Notably, we did not hear much about privacy concerns from these participants – portability and individual ownership ranked much higher in their priorities.
I agree that influencing trends in personal digital libraries is ripe with opportunity for librarians and other experts in knowledge management. These opportunities demand that we continue to work together to understand these issues and the connections across them, I agree!
You make a critical point about portability. When researchers switch organizations there’s no guarantee their new home will offer the same library subscriptions, etc. Thus, a downloaded pdf of a critical reference is packed in their suitcase, so access will not be lost.
Problem is, new formats can offer more via online (and often proprietary) services, such as interactive displays. The pdf likely will live on, but as a minimalist summary of the full research presentation. I wonder if anyone is thinking how this full access can be made more portable. Perhaps an embedded code in the downloaded pdf would allow access to the online version of that particular paper?
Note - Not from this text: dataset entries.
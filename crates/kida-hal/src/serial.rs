//! Serial motion transport for the Arduino-class motor and accessory boards.
//!
//! Commands are written as newline-terminated ASCII lines (`"FORWARD\n"`).
//! The same port also carries sensor telemetry in the opposite direction;
//! [`SerialTransport::try_clone_port`] hands out a second handle so a reader
//! thread can consume it while the dispatcher keeps writing.

use std::io::{ErrorKind, Write};
use std::thread;
use std::time::Duration;

use kida_types::{DeviceId, KidaError, TransportError};
use serialport::{DataBits, FlowControl, Parity, SerialPort, StopBits};
use tracing::info;

use crate::transport::MotionTransport;

/// The boards reset when the port is opened and ignore input until booted.
const BOARD_RESET_DELAY: Duration = Duration::from_secs(2);

/// A board connected over UART.
pub struct SerialTransport {
    id: DeviceId,
    port: Box<dyn SerialPort>,
}

impl SerialTransport {
    /// Open `path` at `baud_rate` (8N1, no flow control).
    ///
    /// `timeout` bounds every read and write on the port.  Blocks for the
    /// board reset delay before returning.
    ///
    /// # Errors
    ///
    /// Returns [`KidaError::Io`] when the port cannot be opened.
    pub fn open(
        id: DeviceId,
        path: &str,
        baud_rate: u32,
        timeout: Duration,
    ) -> Result<Self, KidaError> {
        let port = serialport::new(path, baud_rate)
            .data_bits(DataBits::Eight)
            .parity(Parity::None)
            .stop_bits(StopBits::One)
            .flow_control(FlowControl::None)
            .timeout(timeout)
            .open()
            .map_err(|e| KidaError::Io(format!("could not open {id} on {path}: {e}")))?;

        thread::sleep(BOARD_RESET_DELAY);
        info!(device = %id, path, baud_rate, "serial board connected");

        Ok(Self { id, port })
    }

    /// Clone the underlying port handle for a telemetry reader.
    ///
    /// # Errors
    ///
    /// Returns [`KidaError::Io`] when the OS refuses to duplicate the handle.
    pub fn try_clone_port(&self) -> Result<Box<dyn SerialPort>, KidaError> {
        self.port
            .try_clone()
            .map_err(|e| KidaError::Io(format!("could not clone port for {}: {e}", self.id)))
    }
}

impl MotionTransport for SerialTransport {
    fn device_id(&self) -> &DeviceId {
        &self.id
    }

    fn send(&mut self, command: &str) -> Result<(), TransportError> {
        let line = format!("{command}\n");
        self.port
            .write_all(line.as_bytes())
            .and_then(|()| self.port.flush())
            .map_err(|e| classify_io_error(&self.id, &e))
    }
}

fn classify_io_error(id: &DeviceId, err: &std::io::Error) -> TransportError {
    match err.kind() {
        ErrorKind::TimedOut | ErrorKind::WouldBlock => TransportError::TimedOut {
            device: id.to_string(),
        },
        ErrorKind::BrokenPipe | ErrorKind::NotConnected | ErrorKind::NotFound => {
            TransportError::NotConnected(id.to_string())
        }
        _ => TransportError::Write {
            device: id.to_string(),
            details: err.to_string(),
        },
    }
}

#[cfg(test)]
mod tests {
    use super::*;
    use std::io;

    #[test]
    fn timeouts_are_classified() {
        let err = io::Error::new(ErrorKind::TimedOut, "slow board");
        assert_eq!(
            classify_io_error(&DeviceId::chassis(), &err),
            TransportError::TimedOut {
                device: "dev00".to_string()
            }
        );
    }

    #[test]
    fn broken_pipe_means_disconnected() {
        let err = io::Error::new(ErrorKind::BrokenPipe, "unplugged");
        assert_eq!(
            classify_io_error(&DeviceId::accessory(), &err),
            TransportError::NotConnected("dev01".to_string())
        );
    }

    #[test]
    fn other_errors_keep_details() {
        let err = io::Error::other("framing error");
        match classify_io_error(&DeviceId::chassis(), &err) {
            TransportError::Write { device, details } => {
                assert_eq!(device, "dev00");
                assert!(details.contains("framing"));
            }
            other => panic!("unexpected classification: {other:?}"),
        }
    }

    #[test]
    fn opening_a_missing_port_is_an_io_error() {
        let result = SerialTransport::open(
            DeviceId::chassis(),
            "/dev/kida-does-not-exist",
            9600,
            Duration::from_millis(10),
        );
        assert!(matches!(result, Err(KidaError::Io(_))));
    }
}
A great reminder of the opportunity librarians have to provide information management education, consulting, and support services. We held focus groups on campus in 2005-2006 related to this. Researchers were practically begging in the sessions for someone (anyone!) to develop tools that would help with information management and it was strikingly obvious that key problems to be solved included not only an individual changing institutions but also that research groups were multi-institutional (creating no end of authentication and authorization challenges) and needed information flows to/from personal digital libraries to that which was in common with the group. In addition, groups consisted of individuals who should be accorded different levels of permissions to the aspects of the shared files (notes input on articles could reveal competitive advantages and this would be problematic if, for example, a naive student assistant accidentally shared them, though the student did need access to the article itself). I think we’ve come a long way on assisting individuals with information management but there is much work to be done and the needs of groups remain challenging. Thank you for this great piece!
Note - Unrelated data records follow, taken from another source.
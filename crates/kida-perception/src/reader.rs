//! Background sensor reader threads.
//!
//! One [`SensorReader`] per physical board pulls lines from a [`LineSource`]
//! and feeds them through [`ingest_line`] into the shared [`SensorStore`].
//! Readers are fire-and-forget: the control loop never waits on them and
//! simply sees whatever value arrived last.
//!
//! A read error never ends the thread.  It is logged and the reader retries
//! after [`RETRY_DELAY`], which covers a board being unplugged and replugged.

use std::io::{self, Read};
use std::sync::Arc;
use std::sync::atomic::{AtomicBool, Ordering};
use std::thread::{self, JoinHandle};
use std::time::{Duration, Instant};

use kida_types::DeviceId;
use tracing::{debug, info, warn};

use crate::ingest::{Ingested, ingest_line};
use crate::store::SensorStore;

/// Pause after a failed read before trying again.
pub const RETRY_DELAY: Duration = Duration::from_millis(500);

/// Longest partial line kept while waiting for a newline.
const MAX_PENDING: usize = 4096;

/// Granularity at which a sleeping reader notices [`SensorReader::stop`].
const STOP_POLL: Duration = Duration::from_millis(20);

// ────────────────────────────────────────────────────────────────────────────
// Line sources
// ────────────────────────────────────────────────────────────────────────────

/// Anything that yields newline-delimited text.
pub trait LineSource: Send {
    /// Next complete line without its terminator.
    ///
    /// `Ok(None)` means no full line is available yet (a read timeout); the
    /// caller should simply ask again.
    fn next_line(&mut self) -> io::Result<Option<String>>;
}

/// [`LineSource`] over any byte stream, typically a cloned serial port handle.
///
/// Bytes are accumulated until a `\n` arrives.  Invalid UTF-8 is replaced
/// rather than rejected, so line noise costs one garbled line at most.
pub struct BufLineSource<R> {
    inner: R,
    pending: Vec<u8>,
}

impl<R: Read + Send> BufLineSource<R> {
    pub fn new(inner: R) -> Self {
        Self {
            inner,
            pending: Vec::new(),
        }
    }

    fn take_line(&mut self, end: usize) -> String {
        let raw: Vec<u8> = self.pending.drain(..end).collect();
        String::from_utf8_lossy(&raw).trim_end().to_string()
    }
}

impl<R: Read + Send> LineSource for BufLineSource<R> {
    fn next_line(&mut self) -> io::Result<Option<String>> {
        let mut buf = [0u8; 256];
        loop {
            if let Some(pos) = self.pending.iter().position(|b| *b == b'\n') {
                return Ok(Some(self.take_line(pos + 1)));
            }
            if self.pending.len() > MAX_PENDING {
                self.pending.clear();
                return Ok(None);
            }

            match self.inner.read(&mut buf) {
                Ok(0) if !self.pending.is_empty() => {
                    let len = self.pending.len();
                    return Ok(Some(self.take_line(len)));
                }
                Ok(0) => {
                    return Err(io::Error::new(io::ErrorKind::UnexpectedEof, "stream closed"));
                }
                Ok(n) => self.pending.extend_from_slice(&buf[..n]),
                Err(e)
                    if matches!(
                        e.kind(),
                        io::ErrorKind::TimedOut | io::ErrorKind::WouldBlock | io::ErrorKind::Interrupted
                    ) =>
                {
                    return Ok(None);
                }
                Err(e) => return Err(e),
            }
        }
    }
}

// ────────────────────────────────────────────────────────────────────────────
// Reader thread
// ────────────────────────────────────────────────────────────────────────────

/// Handle to a running reader thread.  Dropping it signals the thread to
/// stop without waiting for it.
pub struct SensorReader {
    device: DeviceId,
    running: Arc<AtomicBool>,
    handle: Option<JoinHandle<()>>,
}

impl SensorReader {
    /// Start reading `source` on a named background thread.
    ///
    /// # Errors
    ///
    /// Fails only if the OS refuses to create the thread.
    pub fn spawn<S>(device: DeviceId, source: S, store: Arc<SensorStore>) -> io::Result<Self>
    where
        S: LineSource + 'static,
    {
        let running = Arc::new(AtomicBool::new(true));
        let handle = thread::Builder::new()
            .name(format!("reader-{device}"))
            .spawn({
                let device = device.clone();
                let running = Arc::clone(&running);
                move || run_reader(device, source, store, running)
            })?;

        Ok(Self {
            device,
            running,
            handle: Some(handle),
        })
    }

    pub fn device(&self) -> &DeviceId {
        &self.device
    }

    /// `true` until the thread has exited.
    pub fn is_running(&self) -> bool {
        self.handle.as_ref().is_some_and(|h| !h.is_finished())
    }

    /// Signal the thread and wait for it to exit.
    pub fn stop(mut self) {
        self.running.store(false, Ordering::SeqCst);
        if let Some(handle) = self.handle.take() {
            if handle.join().is_err() {
                warn!(device = %self.device, "sensor reader thread panicked");
            }
        }
    }
}

impl Drop for SensorReader {
    fn drop(&mut self) {
        self.running.store(false, Ordering::SeqCst);
    }
}

fn run_reader<S: LineSource>(
    device: DeviceId,
    mut source: S,
    store: Arc<SensorStore>,
    running: Arc<AtomicBool>,
) {
    info!(device = %device, "sensor reader started");
    while running.load(Ordering::SeqCst) {
        match source.next_line() {
            Ok(Some(line)) => match ingest_line(&store, &device, &line) {
                Ingested::Updated(n) => debug!(device = %device, channels = n, "sensor update"),
                Ingested::Alert(_) | Ingested::Unrecognised => {}
            },
            Ok(None) => {}
            Err(e) => {
                warn!(device = %device, error = %e, "sensor read failed, retrying");
                sleep_while_running(RETRY_DELAY, &running);
            }
        }
    }
    info!(device = %device, "sensor reader stopped");
}

fn sleep_while_running(total: Duration, running: &AtomicBool) {
    let deadline = Instant::now() + total;
    while running.load(Ordering::SeqCst) {
        let now = Instant::now();
        if now >= deadline {
            break;
        }
        thread::sleep(STOP_POLL.min(deadline - now));
    }
}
P.S. That visualization is really striking in demonstrating that the library is not necessarily the starting point but is a component of almost every workflow. I suspect if we added in “invisible authentication via IP” that happens for users without their realizing it, the library would appear in even more places.
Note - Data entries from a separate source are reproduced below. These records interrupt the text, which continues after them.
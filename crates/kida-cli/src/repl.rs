//! REPL – the operator console for a running robot.
//!
//! Supported commands:
//!   /help                 – show this list
//!   /manual               – take keyboard control
//!   /auto                 – hand control to the selected policy
//!   /policy <name>        – select `obstacle`, `line` or `pid`
//!   /status               – mode, policy, speed and latest status line
//!   /sensors              – last raw value of every sensor channel
//!   /feed [dev] <line>    – inject a board line (handy with `--sim`)
//!   /pad <x> <y>          – drive from gamepad stick axes
//!   /speed                – step the motor speed
//!   say <phrase>          – voice-style phrase, e.g. "go forward"
//!   w a s d x, forward …  – remote-shell drive words
//!   /quit | /exit | q     – stop the robot and exit

use colored::Colorize;
use std::io::{self, BufRead, Write};
use std::sync::Arc;
use std::sync::atomic::{AtomicBool, Ordering};

use kida_perception::{Ingested, SensorStore, ingest_line};
use kida_runtime::manual::{gamepad_motion, interpret_phrase, parse_text_command};
use kida_runtime::{ManualDriver, ModeArbiter, PolicyKind, StatusBoard, TextCommand};
use kida_types::{Command, DeviceId, Mode, RawSensorReading, SensorChannel};

/// One parsed line of operator input.
#[derive(Debug, Clone, PartialEq)]
pub enum Input {
    Help,
    Manual,
    Auto,
    Policy(PolicyKind),
    Status,
    Sensors,
    Feed { device: DeviceId, line: String },
    Gamepad { x: f32, y: f32 },
    Speed,
    Drive(Command),
    Quit,
    Empty,
    /// Recognised command with bad arguments; carries the usage hint.
    Usage(&'static str),
    Unknown(String),
}

/// Parse one line of operator input.
pub fn parse_input(line: &str) -> Input {
    let line = line.trim();
    if line.is_empty() {
        return Input::Empty;
    }
    let (head, rest) = match line.split_once(char::is_whitespace) {
        Some((head, rest)) => (head, rest.trim()),
        None => (line, ""),
    };

    match head {
        "/help" => Input::Help,
        "/manual" => Input::Manual,
        "/auto" => Input::Auto,
        "/policy" => match rest.parse::<PolicyKind>() {
            Ok(kind) => Input::Policy(kind),
            Err(_) => Input::Usage("/policy <obstacle|line|pid>"),
        },
        "/status" => Input::Status,
        "/sensors" => Input::Sensors,
        "/feed" => parse_feed(rest),
        "/pad" => parse_pad(rest),
        "/speed" => Input::Speed,
        "/quit" | "/exit" => Input::Quit,
        "say" => match interpret_phrase(rest) {
            Some(text) => text_input(text),
            None => Input::Unknown(line.to_string()),
        },
        _ => match parse_text_command(line) {
            Some(text) => text_input(text),
            None => Input::Unknown(line.to_string()),
        },
    }
}

fn text_input(text: TextCommand) -> Input {
    match text {
        TextCommand::Drive(command) => Input::Drive(command),
        TextCommand::Quit => Input::Quit,
    }
}

fn parse_feed(rest: &str) -> Input {
    if rest.is_empty() {
        return Input::Usage("/feed [dev00|dev01] <line>");
    }
    let (device, line) = match rest.split_once(char::is_whitespace) {
        Some((dev, line)) if dev == DeviceId::CHASSIS || dev == DeviceId::ACCESSORY => {
            (DeviceId::new(dev), line.trim())
        }
        _ => (DeviceId::chassis(), rest),
    };
    Input::Feed {
        device,
        line: line.to_string(),
    }
}

fn parse_pad(rest: &str) -> Input {
    let mut axes = rest.split_whitespace().map(str::parse::<f32>);
    match (axes.next(), axes.next(), axes.next()) {
        (Some(Ok(x)), Some(Ok(y)), None) => Input::Gamepad { x, y },
        _ => Input::Usage("/pad <x> <y>"),
    }
}

// ─────────────────────────────────────────────────────────────────────────────
// Session
// ─────────────────────────────────────────────────────────────────────────────

/// Everything the console acts on.
pub struct Session {
    pub arbiter: Arc<ModeArbiter>,
    pub driver: ManualDriver,
    pub store: Arc<SensorStore>,
    pub status: Arc<StatusBoard>,
}

/// Entry point for the interactive REPL.
///
/// `shutdown` is polled each iteration; when set the REPL exits cleanly.
pub fn run(session: &Session, shutdown: Arc<AtomicBool>) {
    let stdin = io::stdin();
    let mut stdout = io::stdout();

    loop {
        if shutdown.load(Ordering::SeqCst) {
            break;
        }

        print!("{} ", "kida>".bold().cyan());
        stdout.flush().ok();

        let mut line = String::new();
        match stdin.lock().read_line(&mut line) {
            Ok(0) => break,
            Ok(_) => {}
            Err(e) => {
                eprintln!("{}: {}", "Read error".red(), e);
                break;
            }
        }
        if shutdown.load(Ordering::SeqCst) {
            break;
        }

        match parse_input(&line) {
            Input::Empty => {}
            Input::Help => cmd_help(),
            Input::Manual => cmd_manual(session),
            Input::Auto => cmd_auto(session),
            Input::Policy(kind) => {
                session.arbiter.set_policy(kind);
                println!("  Policy set to {}.", kind.to_string().bold());
                if session.arbiter.is_autonomous_running() {
                    println!("  {}", "Takes effect on the next /auto.".dimmed());
                }
            }
            Input::Status => cmd_status(session),
            Input::Sensors => cmd_sensors(session),
            Input::Feed { device, line } => cmd_feed(session, &device, &line),
            Input::Gamepad { x, y } => cmd_drive(session, gamepad_motion(x, y)),
            Input::Speed => {
                let speed = session.driver.increase_speed();
                println!("  Speed {}", speed.to_string().yellow());
            }
            Input::Drive(command) => cmd_drive(session, command),
            Input::Quit => {
                println!("{}", "Goodbye.".green());
                shutdown.store(true, Ordering::SeqCst);
                break;
            }
            Input::Usage(usage) => println!("  {} {}", "Usage:".yellow(), usage.bold()),
            Input::Unknown(other) => {
                println!(
                    "{} '{}'. Type {} for available commands.",
                    "Unknown command:".red(),
                    other.yellow(),
                    "/help".bold()
                );
            }
        }
    }
}

// ─────────────────────────────────────────────────────────────────────────────
// Command handlers
// ─────────────────────────────────────────────────────────────────────────────

fn cmd_help() {
    println!();
    println!("{}", "Kida Commands".bold().underline());
    println!("  {}            – take keyboard control", "/manual".bold().cyan());
    println!("  {}              – hand control to the selected policy", "/auto".bold().cyan());
    println!("  {}     – select obstacle, line or pid", "/policy <name>".bold().cyan());
    println!("  {}            – mode, policy, speed, latest status", "/status".bold().cyan());
    println!("  {}           – last raw sensor readings", "/sensors".bold().cyan());
    println!("  {} – inject a board line", "/feed [dev] <line>".bold().cyan());
    println!("  {}        – drive from gamepad axes", "/pad <x> <y>".bold().cyan());
    println!("  {}             – step the motor speed", "/speed".bold().cyan());
    println!("  {}      – phrase such as \"go forward\"", "say <phrase>".bold().cyan());
    println!("  {}         – drive words (also forward, left, stop …)", "w a s d x".bold().cyan());
    println!("  {}       – stop the robot and exit", "/quit  /exit".bold().cyan());
    println!();
}

fn cmd_manual(session: &Session) {
    session.arbiter.enable_manual();
    session.driver.reset();
    println!("  {} control enabled.", "Keyboard".green().bold());
}

fn cmd_auto(session: &Session) {
    let policy = session.arbiter.policy();
    if session.arbiter.enable_autonomous() {
        println!("  {} control enabled ({policy}).", "Autonomous".green().bold());
    } else if session.arbiter.is_autonomous_running() {
        println!("  {}", "Autonomous mode already running.".yellow());
    } else {
        println!("  {}", "Could not start autonomous mode; see log.".red());
    }
}

fn cmd_status(session: &Session) {
    println!("  Mode   : {}", session.arbiter.mode().to_string().bold());
    println!("  Policy : {}", session.arbiter.policy());
    println!("  Speed  : {}", session.driver.speed());
    match session.status.latest() {
        Some(line) => println!("  Status : {line}"),
        None => println!("  Status : {}", "no decision yet".dimmed()),
    }
}

fn cmd_sensors(session: &Session) {
    let snapshot = session.store.snapshot();
    for channel in SensorChannel::ALL {
        let shown = match snapshot.get(&channel) {
            None | Some(RawSensorReading::Absent) => "–".dimmed().to_string(),
            Some(RawSensorReading::Text(raw)) => raw.clone(),
            Some(RawSensorReading::Number(n)) => n.to_string(),
        };
        println!("  {:<12} {shown}", channel.tag());
    }
}

fn cmd_feed(session: &Session, device: &DeviceId, line: &str) {
    match ingest_line(&session.store, device, line) {
        Ingested::Updated(n) => println!("  {n} channel(s) updated."),
        Ingested::Alert(alert) => println!("  {} {alert}", "Alert:".yellow().bold()),
        Ingested::Unrecognised => println!("  {}", "Nothing recognised in that line.".dimmed()),
    }
}

fn cmd_drive(session: &Session, command: Command) {
    if session.arbiter.mode() != Mode::Manual {
        println!(
            "  {} {} not sent; switch to {} first.",
            "Ignored:".yellow(),
            command,
            "/manual".bold()
        );
        return;
    }
    session.driver.drive(command);
}

#[cfg(test)]
mod tests {
    use super::*;

    #[test]
    fn slash_commands_parse() {
        assert_eq!(parse_input("/help"), Input::Help);
        assert_eq!(parse_input("  /manual "), Input::Manual);
        assert_eq!(parse_input("/auto"), Input::Auto);
        assert_eq!(parse_input("/status"), Input::Status);
        assert_eq!(parse_input("/sensors"), Input::Sensors);
        assert_eq!(parse_input("/speed"), Input::Speed);
        assert_eq!(parse_input("/exit"), Input::Quit);
        assert_eq!(parse_input(""), Input::Empty);
    }

    #[test]
    fn policy_requires_a_known_name() {
        assert_eq!(parse_input("/policy pid"), Input::Policy(PolicyKind::PidLineFollower));
        assert_eq!(parse_input("/policy line"), Input::Policy(PolicyKind::LineFollower));
        assert!(matches!(parse_input("/policy"), Input::Usage(_)));
        assert!(matches!(parse_input("/policy wander"), Input::Usage(_)));
    }

    #[test]
    fn feed_defaults_to_the_chassis() {
        assert_eq!(
            parse_input("/feed LASER:111"),
            Input::Feed {
                device: DeviceId::chassis(),
                line: "LASER:111".into()
            }
        );
        assert_eq!(
            parse_input("/feed dev01 MOTION:0 | LF[L:120 M:80 R:40]"),
            Input::Feed {
                device: DeviceId::accessory(),
                line: "MOTION:0 | LF[L:120 M:80 R:40]".into()
            }
        );
        assert!(matches!(parse_input("/feed"), Input::Usage(_)));
    }

    #[test]
    fn gamepad_axes_parse() {
        assert_eq!(parse_input("/pad 0 -0.9"), Input::Gamepad { x: 0.0, y: -0.9 });
        assert!(matches!(parse_input("/pad 0"), Input::Usage(_)));
        assert!(matches!(parse_input("/pad a b"), Input::Usage(_)));
    }

    #[test]
    fn drive_words_and_phrases() {
        assert_eq!(parse_input("w"), Input::Drive(Command::Forward));
        assert_eq!(parse_input("LEFT"), Input::Drive(Command::Left));
        assert_eq!(parse_input("x"), Input::Drive(Command::Stop));
        assert_eq!(parse_input("q"), Input::Quit);
        assert_eq!(parse_input("say please go back"), Input::Drive(Command::Backward));
        assert_eq!(parse_input("say time to exit"), Input::Quit);
        assert!(matches!(parse_input("say hello"), Input::Unknown(_)));
        assert!(matches!(parse_input("dance"), Input::Unknown(_)));
    }
}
Lettie’s article hits the nail on the head regarding the need for seamless and dynamic research experience. As new frameworks for competencies pop-up everywhere, it’s clear that research experience no longer exists in silos and, indeed, trend towards integrative and transformable competencies. When I give workshops related to management of research, researchers’ first question is “Do I get to keep my research library wherever I go?” followed by “how much storage does this tool provide without cost?” So it shouldn’t be too surprising that Google Scholar’s Citations is at the top of Ms. Conard’s list.
Thank you for giving me a term to describe our need to improve the whole researcher experience, not just the UI in the web site and discovery tools. This is a very hard task because of all the players involved, but it is essential. A prescription to improve access to and use of the information we collect.
The CCC has long been at the forefront of trying to find ways of enhancing the work-flow of researchers, both in academe and in the commercial sector, so that requesting permission does not become yet one more obstacle to the user’s efficient use of time. The development of the technology underlying RightsLink is one of a number of innovations the CCC has undertaken in this effort. (Disclosure: I am a member of CCC’s board of directors.)